**Entries provided**.
□ □ □ □ □ □ □
//! Tree sweeper - removes reply-chain content from a subtree
//!
//! # Architecture
//!
//! ```text
//! root → descendants (document order) → [Marker, Structural, Generic] → removals
//! ```
//!
//! Every element below the root is claimed by exactly one strategy:
//!
//! - **Marker**: carries a quoted-content marker class. Removed unconditionally.
//! - **Structural**: a quotation tag (`blockquote`). Removed when its own text
//!   classifies as a reply chain.
//! - **Generic**: any other element. Removed when its own text classifies as a
//!   reply chain.
//!
//! Strategies run in that order over one traversal of the subtree. Marker
//! removals first shrink what the text strategies have to look at, and a node
//! whose ancestor was already removed is never visited again. The root itself
//! is never removed.
//!
//! # Idempotence
//!
//! A second sweep over an unchanged subtree finds nothing to remove: it
//! performs no mutation and so triggers no change notification.

use crate::dom::{Document, ElementData, NodeId};
use crate::heuristics::HeuristicSet;
use serde::{Deserialize, Serialize};
use std::sync::Arc;

// ============================================================================
// Strategies
// ============================================================================

/// Detection strategy, in the order the sweeper applies them
#[derive(Debug, Clone, Copy, PartialEq, Eq, Hash, Serialize, Deserialize)]
#[serde(rename_all = "snake_case")]
pub enum SweepStrategy {
    Marker,
    Structural,
    Generic,
}

impl SweepStrategy {
    /// Fixed application order
    pub const ORDER: [SweepStrategy; 3] = [
        SweepStrategy::Marker,
        SweepStrategy::Structural,
        SweepStrategy::Generic,
    ];

    pub fn as_str(&self) -> &'static str {
        match self {
            SweepStrategy::Marker => "marker",
            SweepStrategy::Structural => "structural",
            SweepStrategy::Generic => "generic",
        }
    }

    /// Whether this strategy is responsible for the element. Every element is
    /// claimed by exactly one strategy.
    pub fn claims(&self, heuristics: &HeuristicSet, element: &ElementData) -> bool {
        let is_marker = heuristics.is_marker(element);
        let is_quote = heuristics.is_quote_tag(element);
        match self {
            SweepStrategy::Marker => is_marker,
            SweepStrategy::Structural => is_quote && !is_marker,
            SweepStrategy::Generic => !is_quote && !is_marker,
        }
    }

    /// Pure predicate: the node is claimed and judged reply-chain.
    ///
    /// Returns the name of the heuristic that fired ("marker" for marker nodes).
    pub fn matches<'h>(
        &self,
        heuristics: &'h HeuristicSet,
        doc: &Document,
        id: NodeId,
    ) -> Option<&'h str> {
        let element = doc.element(id)?;
        if !self.claims(heuristics, element) {
            return None;
        }
        if *self == SweepStrategy::Marker {
            return Some("marker");
        }
        heuristics
            .matcher()
            .explain(&doc.text_content(id))
            .map(|pattern| pattern.name())
    }
}

// ============================================================================
// Sweep Report
// ============================================================================

/// One node removed by a sweep
#[derive(Debug, Clone, PartialEq, Eq, Serialize)]
pub struct Removal {
    pub node: NodeId,
    pub tag: String,
    pub strategy: SweepStrategy,
    /// Heuristic that triggered the removal ("marker" for marker nodes)
    pub heuristic: String,
}

/// Outcome of one sweep
#[derive(Debug, Clone, PartialEq, Eq)]
pub struct SweepReport {
    pub root: NodeId,
    pub removals: Vec<Removal>,
    /// Nodes a strategy claimed (and, for text strategies, classified)
    pub examined: usize,
}

impl SweepReport {
    fn new(root: NodeId) -> Self {
        Self {
            root,
            removals: Vec::new(),
            examined: 0,
        }
    }

    pub fn removed_count(&self) -> usize {
        self.removals.len()
    }

    /// True when the sweep found nothing to remove
    pub fn is_clean(&self) -> bool {
        self.removals.is_empty()
    }
}

// ============================================================================
// Tree Sweeper
// ============================================================================

/// Applies the ordered strategies to a subtree
#[derive(Debug, Clone)]
pub struct TreeSweeper {
    heuristics: Arc<HeuristicSet>,
    strategies: Vec<SweepStrategy>,
}

impl TreeSweeper {
    /// Create a sweeper with the standard strategy order
    pub fn new(heuristics: Arc<HeuristicSet>) -> Self {
        Self {
            heuristics,
            strategies: SweepStrategy::ORDER.to_vec(),
        }
    }

    /// Remove every reply-chain node below `root`.
    ///
    /// A stale or removed root yields an empty report.
    pub fn sweep(&self, doc: &mut Document, root: NodeId) -> SweepReport {
        let mut report = SweepReport::new(root);
        if !doc.contains(root) {
            tracing::trace!(root = %root, "Sweep skipped: root no longer exists");
            return report;
        }

        let nodes = doc.descendants(root);

        for strategy in &self.strategies {
            for &id in &nodes {
                // Removed by an earlier strategy, or inside something that was
                let Some(element) = doc.element(id) else {
                    continue;
                };
                if !strategy.claims(&self.heuristics, element) {
                    continue;
                }
                report.examined += 1;

                let Some(heuristic) = strategy.matches(&self.heuristics, doc, id) else {
                    continue;
                };
                let heuristic = heuristic.to_string();

                let tag = doc.tag(id).unwrap_or_default().to_string();
                if doc.remove(id) {
                    tracing::debug!(
                        root = %root,
                        node = %id,
                        tag = %tag,
                        strategy = strategy.as_str(),
                        heuristic = %heuristic,
                        "Removing <{}> ({} strategy, {})",
                        tag,
                        strategy.as_str(),
                        heuristic
                    );
                    report.removals.push(Removal {
                        node: id,
                        tag,
                        strategy: *strategy,
                        heuristic,
                    });
                }
            }
        }

        report
    }
}

// ============================================================================
// Tests
// ============================================================================

#[cfg(test)]
mod tests {
    use super::*;

    fn sweeper() -> TreeSweeper {
        TreeSweeper::new(Arc::new(HeuristicSet::default()))
    }

    fn compose(doc: &mut Document) -> NodeId {
        let body = doc.body();
        doc.append_element(body, "div", &[("contenteditable", "true")])
    }

    fn div_with_text(doc: &mut Document, parent: NodeId, text: &str) -> NodeId {
        let div = doc.append_element(parent, "div", &[]);
        doc.append_text(div, text);
        div
    }

    #[test]
    fn test_mixed_subtree_scenario() {
        let mut doc = Document::new();
        let root = compose(&mut doc);
        let marker = doc.append_element(root, "div", &[("class", "gmail_quote")]);
        doc.append_text(marker, "anything at all");
        let quote = doc.append_element(root, "blockquote", &[]);
        doc.append_text(quote, "Measure twice, cut once.");
        let from = div_with_text(&mut doc, root, "From: Alice <alice@example.com>");

        let report = sweeper().sweep(&mut doc, root);

        assert!(doc.is_removed(marker));
        assert!(doc.is_removed(from));
        assert!(doc.contains(quote));
        assert_eq!(report.removed_count(), 2);
        assert_eq!(report.removals[0].strategy, SweepStrategy::Marker);
        assert_eq!(report.removals[1].strategy, SweepStrategy::Generic);
        assert_eq!(report.removals[1].heuristic, "from-header");
    }

    #[test]
    fn test_marker_removed_regardless_of_text() {
        let mut doc = Document::new();
        let root = compose(&mut doc);
        let empty_marker = doc.append_element(root, "div", &[("class", "gmail_quote")]);
        let span_marker = doc.append_element(root, "span", &[("class", "x gmail_quote")]);
        doc.append_text(span_marker, "plain words");

        let report = sweeper().sweep(&mut doc, root);

        assert!(doc.is_removed(empty_marker));
        assert!(doc.is_removed(span_marker));
        assert!(report
            .removals
            .iter()
            .all(|r| r.strategy == SweepStrategy::Marker && r.heuristic == "marker"));
    }

    #[test]
    fn test_matching_blockquote_removed_by_structural_strategy() {
        let mut doc = Document::new();
        let root = compose(&mut doc);
        let quote = doc.append_element(root, "blockquote", &[]);
        doc.append_text(quote, "On Mon, Jan 1, 2024 at 10:00 AM, a@b.com wrote:\nold text");

        let report = sweeper().sweep(&mut doc, root);

        assert!(doc.is_removed(quote));
        assert_eq!(report.removals[0].strategy, SweepStrategy::Structural);
        assert_eq!(report.removals[0].tag, "blockquote");
    }

    #[test]
    fn test_root_is_never_removed() {
        let mut doc = Document::new();
        let root = compose(&mut doc);
        doc.set_attr(root, "class", "gmail_quote");
        doc.append_text(root, "From: root text itself");

        let report = sweeper().sweep(&mut doc, root);

        assert!(doc.is_connected(root));
        assert!(report.is_clean());
    }

    #[test]
    fn test_sweep_is_idempotent() {
        let mut doc = Document::new();
        let root = compose(&mut doc);
        div_with_text(&mut doc, root, "Thanks!");
        div_with_text(&mut doc, root, "Subject: Re: lunch");
        let sweeper = sweeper();

        let first = sweeper.sweep(&mut doc, root);
        let html_after_first = doc.outer_html(root);
        let second = sweeper.sweep(&mut doc, root);

        assert_eq!(first.removed_count(), 1);
        assert!(second.is_clean());
        assert_eq!(doc.outer_html(root), html_after_first);
    }

    #[test]
    fn test_clean_sweep_emits_no_notifications() {
        let mut doc = Document::new();
        let root = compose(&mut doc);
        div_with_text(&mut doc, root, "Just a note");
        let (_observer, mut rx) = doc.observe(root);

        let report = sweeper().sweep(&mut doc, root);

        assert!(report.is_clean());
        assert!(rx.try_recv().is_err());
    }

    #[test]
    fn test_empty_subtree() {
        let mut doc = Document::new();
        let root = compose(&mut doc);
        let (_observer, mut rx) = doc.observe(root);

        let report = sweeper().sweep(&mut doc, root);

        assert!(report.is_clean());
        assert_eq!(report.examined, 0);
        assert!(rx.try_recv().is_err());
    }

    #[test]
    fn test_removed_root_is_a_noop() {
        let mut doc = Document::new();
        let root = compose(&mut doc);
        doc.remove(root);

        let report = sweeper().sweep(&mut doc, root);
        assert!(report.is_clean());
    }

    #[test]
    fn test_descendants_of_removed_nodes_are_not_revisited() {
        let mut doc = Document::new();
        let root = compose(&mut doc);
        let marker = doc.append_element(root, "div", &[("class", "gmail_quote")]);
        let nested_quote = doc.append_element(marker, "blockquote", &[]);
        doc.append_text(nested_quote, "From: nested");
        let nested_div = div_with_text(&mut doc, marker, "To: nested");

        let report = sweeper().sweep(&mut doc, root);

        // Only the marker itself is reported; its subtree went with it
        assert_eq!(report.removed_count(), 1);
        assert_eq!(report.removals[0].node, marker);
        assert!(doc.is_removed(nested_quote));
        assert!(doc.is_removed(nested_div));
    }

    #[test]
    fn test_outermost_matching_element_wins() {
        let mut doc = Document::new();
        let root = compose(&mut doc);
        let wrapper = doc.append_element(root, "div", &[]);
        doc.append_text(wrapper, "From: Alice\n");
        let inner = div_with_text(&mut doc, wrapper, "Sent: Monday");

        let report = sweeper().sweep(&mut doc, root);

        assert_eq!(report.removed_count(), 1);
        assert_eq!(report.removals[0].node, wrapper);
        assert!(doc.is_removed(inner));
    }

    #[test]
    fn test_child_matches_when_parent_text_runs_together() {
        let mut doc = Document::new();
        let root = compose(&mut doc);
        let wrapper = doc.append_element(root, "div", &[]);
        let greeting = div_with_text(&mut doc, wrapper, "Hi there");
        let header = div_with_text(&mut doc, wrapper, "From: a@b.com");

        sweeper().sweep(&mut doc, root);

        // "Hi thereFrom: a@b.com" has no header at a line start, the child does
        assert!(doc.contains(wrapper));
        assert!(doc.contains(greeting));
        assert!(doc.is_removed(header));
    }

    #[test]
    fn test_non_matching_blockquote_with_nested_quote_is_kept() {
        let mut doc = Document::new();
        let root = compose(&mut doc);
        let outer = doc.append_element(root, "blockquote", &[]);
        doc.append_text(outer, "As the saying goes");
        let inner = doc.append_element(outer, "blockquote", &[]);
        doc.append_text(inner, " measure twice");

        let report = sweeper().sweep(&mut doc, root);

        assert!(report.is_clean());
        assert!(doc.contains(outer));
        assert!(doc.contains(inner));
    }

    #[test]
    fn test_each_element_claimed_by_one_strategy() {
        let mut doc = Document::new();
        let root = compose(&mut doc);
        let marker_quote = doc.append_element(root, "blockquote", &[("class", "gmail_quote")]);
        doc.append_text(marker_quote, "From: someone");
        let heuristics = HeuristicSet::default();

        let element = doc.element(marker_quote).unwrap();
        let claims: Vec<_> = SweepStrategy::ORDER
            .iter()
            .filter(|s| s.claims(&heuristics, element))
            .collect();
        assert_eq!(claims, vec![&SweepStrategy::Marker]);
        assert_eq!(
            SweepStrategy::Marker.matches(&heuristics, &doc, marker_quote),
            Some("marker")
        );
        assert_eq!(
            SweepStrategy::Generic.matches(&heuristics, &doc, marker_quote),
            None
        );
    }

    #[test]
    fn test_each_node_examined_once() {
        let mut doc = Document::new();
        let root = compose(&mut doc);
        div_with_text(&mut doc, root, "one");
        let quote = doc.append_element(root, "blockquote", &[]);
        doc.append_text(quote, "two");
        let span = doc.append_element(root, "span", &[]);
        doc.append_text(span, "three");

        let report = sweeper().sweep(&mut doc, root);

        // three elements, each claimed by exactly one strategy; text nodes are not
        assert_eq!(report.examined, 3);
    }
}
□ □ □ □ □ □ □
**Exercise aim**. The reply should consist solely of the lines of the data, exact, from the opening line through the line with "The root itself", inclusive.

**Written response**.
//! Tree sweeper - removes reply-chain content from a subtree
//!
//! # Architecture
//!
//! ```text
//! root → descendants (document order) → [Marker, Structural, Generic] → removals
//! ```
//!
//! Every element below the root is claimed by exactly one strategy:
//!
//! - **Marker**: carries a quoted-content marker class. Removed unconditionally.
//! - **Structural**: a quotation tag (`blockquote`). Removed when its own text
//!   classifies as a reply chain.
//! - **Generic**: any other element. Removed when its own text classifies as a
//!   reply chain.
//!
//! Strategies run in that order over one traversal of the subtree. Marker
//! removals first shrink what the text strategies have to look at, and a node
//! whose ancestor was already removed is never visited again. The root itself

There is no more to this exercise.